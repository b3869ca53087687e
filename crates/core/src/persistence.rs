use std::path::{Path, PathBuf};

use anyhow::{Context, Result};
use chrono::{DateTime, Utc};
use rusqlite::{params, Connection};
use tracing::warn;
use uuid::Uuid;

use crate::job::{Job, JobSpec, JobStatus, Progress};

#[derive(Debug)]
struct PersistedJobRow {
    id: String,
    status: JobStatus,
    spec_json: String,
    created_at: DateTime<Utc>,
    updated_at: DateTime<Utc>,
    progress_json: Option<String>,
    error: Option<String>,
    output_path: Option<String>,
}

/// SQLite-backed job history. Each queue mutation is written through so a
/// restart can list past runs; queued and running jobs found at startup
/// are marked cancelled because their in-memory state is gone.
#[derive(Debug, Clone)]
pub struct JobsPersistence {
    db_path: PathBuf,
}

impl JobsPersistence {
    pub fn new(data_dir: &Path) -> Result<Self> {
        std::fs::create_dir_all(data_dir).with_context(|| {
            format!(
                "failed to create data directory for jobs db: {}",
                data_dir.display()
            )
        })?;

        let persistence = Self {
            db_path: data_dir.join("jobs.db"),
        };
        persistence.initialize_schema()?;
        Ok(persistence)
    }

    pub fn db_path(&self) -> &Path {
        &self.db_path
    }

    pub fn upsert_job(&self, job: &Job) -> Result<()> {
        let row = Self::row_from_job(job)?;
        self.with_connection(|conn| upsert_row(conn, &row))
    }

    pub fn delete_job(&self, job_id: Uuid) -> Result<usize> {
        self.with_connection(|conn| {
            let deleted = conn
                .execute(
                    "DELETE FROM jobs WHERE id = ?1",
                    params![job_id.to_string()],
                )
                .with_context(|| format!("failed to delete persisted job {job_id}"))?;
            Ok(deleted)
        })
    }

    /// Load all persisted jobs, reconciling interrupted ones to
    /// `cancelled`. Rows that no longer parse are skipped with a warning
    /// rather than failing startup.
    pub fn load_jobs_for_startup(&self) -> Result<Vec<Job>> {
        self.with_connection(|conn| {
            let mut stmt = conn.prepare(
                "SELECT id, status, spec_json, created_at, updated_at,
                        progress_json, error, output_path
                 FROM jobs
                 ORDER BY created_at ASC, id ASC",
            )?;

            let raw_rows = stmt.query_map([], |row| {
                let status_raw: String = row.get(1)?;
                let status = parse_status(&status_raw).ok_or_else(|| {
                    invalid_column(1, format!("unknown persisted status: {status_raw}"))
                })?;

                Ok(PersistedJobRow {
                    id: row.get(0)?,
                    status,
                    spec_json: row.get(2)?,
                    created_at: parse_timestamp(row.get::<_, String>(3)?.as_str())
                        .map_err(|e| invalid_column(3, e.to_string()))?,
                    updated_at: parse_timestamp(row.get::<_, String>(4)?.as_str())
                        .map_err(|e| invalid_column(4, e.to_string()))?,
                    progress_json: row.get(5)?,
                    error: row.get(6)?,
                    output_path: row.get(7)?,
                })
            })?;

            let startup_now = Utc::now();
            let mut jobs = Vec::new();

            for row_result in raw_rows {
                let mut row = match row_result {
                    Ok(row) => row,
                    Err(err) => {
                        warn!(error = %err, "Skipping invalid persisted job row");
                        continue;
                    }
                };

                if matches!(row.status, JobStatus::Queued | JobStatus::Running) {
                    let previous_status = row.status;
                    row.status = JobStatus::Cancelled;
                    row.updated_at = startup_now;
                    row.error = Some(startup_reconciliation_error(
                        previous_status,
                        row.error.as_deref(),
                    ));

                    upsert_row(conn, &row).with_context(|| {
                        format!("failed to reconcile startup status for job {}", row.id)
                    })?;
                }

                let id = match Uuid::parse_str(&row.id) {
                    Ok(id) => id,
                    Err(err) => {
                        warn!(job_id = %row.id, error = %err, "Skipping persisted job with invalid id");
                        continue;
                    }
                };

                let spec: JobSpec = match serde_json::from_str(&row.spec_json) {
                    Ok(spec) => spec,
                    Err(err) => {
                        warn!(job_id = %row.id, error = %err, "Skipping persisted job with invalid settings snapshot");
                        continue;
                    }
                };

                let progress: Progress = match row.progress_json.as_deref() {
                    Some(encoded) => match serde_json::from_str(encoded) {
                        Ok(parsed) => parsed,
                        Err(err) => {
                            warn!(job_id = %row.id, error = %err, "Dropping invalid persisted progress snapshot");
                            Progress::default()
                        }
                    },
                    None => Progress::default(),
                };

                jobs.push(Job {
                    id,
                    spec,
                    status: row.status,
                    progress,
                    created_at: row.created_at,
                    updated_at: row.updated_at,
                    error: row.error,
                    output_path: row.output_path,
                });
            }

            Ok(jobs)
        })
    }

    fn initialize_schema(&self) -> Result<()> {
        self.with_connection(|conn| {
            conn.execute_batch(
                "PRAGMA journal_mode = WAL;
                 CREATE TABLE IF NOT EXISTS jobs (
                    id TEXT PRIMARY KEY,
                    status TEXT NOT NULL,
                    spec_json TEXT NOT NULL,
                    created_at TEXT NOT NULL,
                    updated_at TEXT NOT NULL,
                    progress_json TEXT,
                    error TEXT,
                    output_path TEXT
                 );
                 CREATE INDEX IF NOT EXISTS idx_jobs_created_at ON jobs(created_at DESC);
                 CREATE INDEX IF NOT EXISTS idx_jobs_status ON jobs(status);",
            )
            .with_context(|| {
                format!(
                    "failed to initialize jobs persistence schema: {}",
                    self.db_path.display()
                )
            })?;
            Ok(())
        })
    }

    fn with_connection<T>(&self, op: impl FnOnce(&Connection) -> Result<T>) -> Result<T> {
        let conn = Connection::open(&self.db_path)
            .with_context(|| format!("failed to open jobs db: {}", self.db_path.display()))?;
        conn.busy_timeout(std::time::Duration::from_secs(5))
            .context("failed to set jobs db busy timeout")?;
        op(&conn)
    }

    fn row_from_job(job: &Job) -> Result<PersistedJobRow> {
        Ok(PersistedJobRow {
            id: job.id.to_string(),
            status: job.status,
            spec_json: serde_json::to_string(&job.spec)
                .context("failed to serialize settings snapshot")?,
            created_at: job.created_at,
            updated_at: job.updated_at,
            progress_json: Some(
                serde_json::to_string(&job.progress)
                    .context("failed to serialize progress snapshot")?,
            ),
            error: job.error.clone(),
            output_path: job.output_path.clone(),
        })
    }
}

fn upsert_row(conn: &Connection, row: &PersistedJobRow) -> Result<()> {
    conn.execute(
        "INSERT INTO jobs (
            id, status, spec_json, created_at, updated_at,
            progress_json, error, output_path
         ) VALUES (?1, ?2, ?3, ?4, ?5, ?6, ?7, ?8)
         ON CONFLICT(id) DO UPDATE SET
            status = excluded.status,
            spec_json = excluded.spec_json,
            created_at = excluded.created_at,
            updated_at = excluded.updated_at,
            progress_json = excluded.progress_json,
            error = excluded.error,
            output_path = excluded.output_path",
        params![
            row.id,
            row.status.as_str(),
            row.spec_json,
            row.created_at.to_rfc3339(),
            row.updated_at.to_rfc3339(),
            row.progress_json,
            row.error,
            row.output_path,
        ],
    )
    .with_context(|| format!("failed to upsert persisted job {}", row.id))?;

    Ok(())
}

fn invalid_column(index: usize, message: String) -> rusqlite::Error {
    rusqlite::Error::FromSqlConversionFailure(
        index,
        rusqlite::types::Type::Text,
        Box::new(std::io::Error::new(
            std::io::ErrorKind::InvalidData,
            message,
        )),
    )
}

fn parse_timestamp(value: &str) -> Result<DateTime<Utc>> {
    DateTime::parse_from_rfc3339(value)
        .with_context(|| format!("invalid RFC3339 timestamp: {value}"))
        .map(|ts| ts.with_timezone(&Utc))
}

fn parse_status(value: &str) -> Option<JobStatus> {
    match value {
        "queued" => Some(JobStatus::Queued),
        "running" => Some(JobStatus::Running),
        "completed" => Some(JobStatus::Completed),
        "failed" => Some(JobStatus::Failed),
        "cancelled" => Some(JobStatus::Cancelled),
        _ => None,
    }
}

fn startup_reconciliation_error(
    previous_status: JobStatus,
    existing_error: Option<&str>,
) -> String {
    let base = format!(
        "job restored from persisted '{status}' state at startup and transitioned to 'cancelled' for retry safety",
        status = previous_status.as_str()
    );

    match existing_error {
        Some(existing) if !existing.trim().is_empty() => {
            format!("{base}; previous_error={existing}")
        }
        _ => base,
    }
}
use std::path::PathBuf;

use ndarray::{Array2, Array3, Array4, ArrayView3};

use crate::adapters::{AdapterDelta, AdapterWeights, BaseWeights, EffectiveModel};
use crate::job::Conditioning;
use crate::registry::{AdapterSource, ResolvedModel};
use crate::stepcache::Branch;

/// Latent tensor for one window, laid out `(channels, frames, height, width)`.
pub type LatentState = Array4<f32>;

/// Decoded pixels for one window, laid out `(frames, channels, height, width)`.
pub type VideoClip = Array4<f32>;

/// One window's worth of work handed to a backend.
#[derive(Debug, Clone)]
pub struct WindowRequest {
    pub window_index: usize,
    /// Global index of this window's first frame in the full clip.
    pub start_frame: usize,
    pub frame_count: usize,
    pub width: usize,
    pub height: usize,
    pub seed: u64,
    pub prompt: String,
    pub negative_prompt: String,
    /// Re-encoded tail of the previous window, used as conditioning so
    /// motion continues across the seam. Same layout as [`LatentState`].
    pub overlap_latents: Option<LatentState>,
    /// Job-level image/video references; which of them apply is up to
    /// the architecture.
    pub references: Conditioning,
    /// Frames forced into this window, keyed by window-local index.
    pub injected: Vec<(usize, PathBuf)>,
}

#[derive(Debug, Clone, Copy)]
pub struct StepContext {
    pub step_index: usize,
    pub total_steps: usize,
    pub guidance: f32,
    pub branch: Branch,
}

/// Denoising backend for one model architecture. Implementations hold
/// their composed weights; the generator drives the step loop, guidance
/// combination, and caching, so backends only produce per-branch
/// residuals.
pub trait ModelBackend: Send + Sync {
    fn name(&self) -> &str;

    /// Longest clip the underlying model was trained to produce in one
    /// pass. Requests beyond this must be split into windows.
    fn max_native_frames(&self) -> usize;

    /// Whether this backend re-denoises the conditioning overlap frames
    /// (their output then participates in cross-fade blending) or emits
    /// only frames past the overlap.
    fn regenerates_overlap(&self) -> bool;

    /// Read the adapter-targetable base weight tensors for a resolved
    /// model. Runs on the CPU preprocessing lane, before composition.
    fn load_base_weights(&self, model: &ResolvedModel) -> anyhow::Result<BaseWeights>;

    /// Read one adapter file as normalized additive deltas.
    fn load_adapter(&self, source: &AdapterSource) -> anyhow::Result<AdapterDelta>;

    fn begin_window(&self, request: &WindowRequest) -> anyhow::Result<LatentState>;

    /// Relative change of the step's modulated input against the previous
    /// step, the signal the step-skip cache thresholds on.
    fn step_distance(&self, state: &LatentState, ctx: &StepContext) -> f32;

    /// Compute one branch's residual for the current step, under the
    /// composed weights prepared for this job.
    fn denoise_step(
        &self,
        model: &EffectiveModel,
        state: &LatentState,
        ctx: &StepContext,
    ) -> anyhow::Result<Array4<f32>>;

    /// Encode one pixel frame `(channels, height, width)` into latent
    /// space, the inverse direction of [`Self::decode_frame`]. Used to
    /// re-encode overlap tails and injected conditioning frames.
    fn encode_frame(&self, pixels: ArrayView3<'_, f32>) -> anyhow::Result<Array3<f32>>;

    /// Decode one latent frame `(channels, height, width)` to pixels.
    /// Must be pointwise enough that spatial tiling with blended overlaps
    /// reproduces the untiled result.
    fn decode_frame(&self, latent: ArrayView3<'_, f32>) -> anyhow::Result<Array3<f32>>;
}

/// Deterministic stand-in backend. Latents are seeded from the global
/// frame index, residuals are linear in the state, and decode is the
/// identity, so two windows covering the same global frame produce
/// identical pixels and seam behavior is exactly checkable.
pub struct SyntheticBackend {
    name: String,
    max_native_frames: usize,
    regenerates_overlap: bool,
}

pub const SYNTHETIC_LATENT_CHANNELS: usize = 4;

/// The single tensor the synthetic model exposes to adapters.
pub const SYNTHETIC_TARGET_TENSOR: &str = "blocks.0.proj";

impl SyntheticBackend {
    pub fn new(max_native_frames: usize) -> Self {
        Self {
            name: "synthetic".to_string(),
            max_native_frames,
            regenerates_overlap: true,
        }
    }

    pub fn with_overlap_regeneration(mut self, regenerates: bool) -> Self {
        self.regenerates_overlap = regenerates;
        self
    }
}

impl ModelBackend for SyntheticBackend {
    fn name(&self) -> &str {
        &self.name
    }

    fn max_native_frames(&self) -> usize {
        self.max_native_frames
    }

    fn regenerates_overlap(&self) -> bool {
        self.regenerates_overlap
    }

    fn load_base_weights(&self, _model: &ResolvedModel) -> anyhow::Result<BaseWeights> {
        let mut base = BaseWeights::new();
        base.insert(SYNTHETIC_TARGET_TENSOR, Array2::zeros((4, 4)));
        Ok(base)
    }

    fn load_adapter(&self, source: &AdapterSource) -> anyhow::Result<AdapterDelta> {
        // Delta content is derived from the adapter name so distinct
        // adapters (and scales) shift the output by distinct amounts.
        let value = source.name.bytes().map(u32::from).sum::<u32>() % 16;
        let delta = Array2::from_elem((4, 4), value as f32 * 0.01 + 0.01);
        Ok(AdapterDelta {
            name: source.name.clone(),
            tensors: vec![(
                SYNTHETIC_TARGET_TENSOR.to_string(),
                AdapterWeights::Merged { delta },
            )],
        })
    }

    fn begin_window(&self, request: &WindowRequest) -> anyhow::Result<LatentState> {
        anyhow::ensure!(
            request.frame_count > 0,
            "window {} requested zero frames",
            request.window_index
        );
        anyhow::ensure!(
            request.frame_count <= self.max_native_frames,
            "window {} requests {} frames, backend supports at most {}",
            request.window_index,
            request.frame_count,
            self.max_native_frames
        );

        let seed_bias = (request.seed % 7) as f32 * 1e-4;
        let mut state = Array4::zeros((
            SYNTHETIC_LATENT_CHANNELS,
            request.frame_count,
            request.height,
            request.width,
        ));
        for ((_, frame, _, _), value) in state.indexed_iter_mut() {
            *value = (request.start_frame + frame) as f32 + seed_bias;
        }
        Ok(state)
    }

    fn step_distance(&self, _state: &LatentState, ctx: &StepContext) -> f32 {
        // Trajectories settle as denoising progresses.
        1.0 / (ctx.step_index as f32 + 1.0)
    }

    fn denoise_step(
        &self,
        model: &EffectiveModel,
        state: &LatentState,
        ctx: &StepContext,
    ) -> anyhow::Result<Array4<f32>> {
        let gain = match ctx.branch {
            Branch::Conditional => 0.01,
            Branch::Unconditional => 0.005,
        };
        // Composed adapter deltas lift the gain; zero base weights with no
        // adapters reduce to the plain trajectory.
        let gain = gain * (1.0 + model.mean());
        Ok(state * (gain / ctx.total_steps as f32))
    }

    fn encode_frame(&self, pixels: ArrayView3<'_, f32>) -> anyhow::Result<Array3<f32>> {
        Ok(pixels.to_owned())
    }

    fn decode_frame(&self, latent: ArrayView3<'_, f32>) -> anyhow::Result<Array3<f32>> {
        Ok(latent.to_owned())
    }
}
◆ ◆ ◆ ◆ ◆ ◆ ◆
THE TASK: Taking the lines above, repeat exactly those from the line that contains "to delete persisted" through the line that contains "let mut stmt", and both of those lines as well. Include nothing else.

YOUR RESPONSE:
                .with_context(|| format!("failed to delete persisted job {job_id}"))?;
            Ok(deleted)
        })
    }

    /// Load all persisted jobs, reconciling interrupted ones to
    /// `cancelled`. Rows that no longer parse are skipped with a warning
    /// rather than failing startup.
    pub fn load_jobs_for_startup(&self) -> Result<Vec<Job>> {
        self.with_connection(|conn| {
            let mut stmt = conn.prepare(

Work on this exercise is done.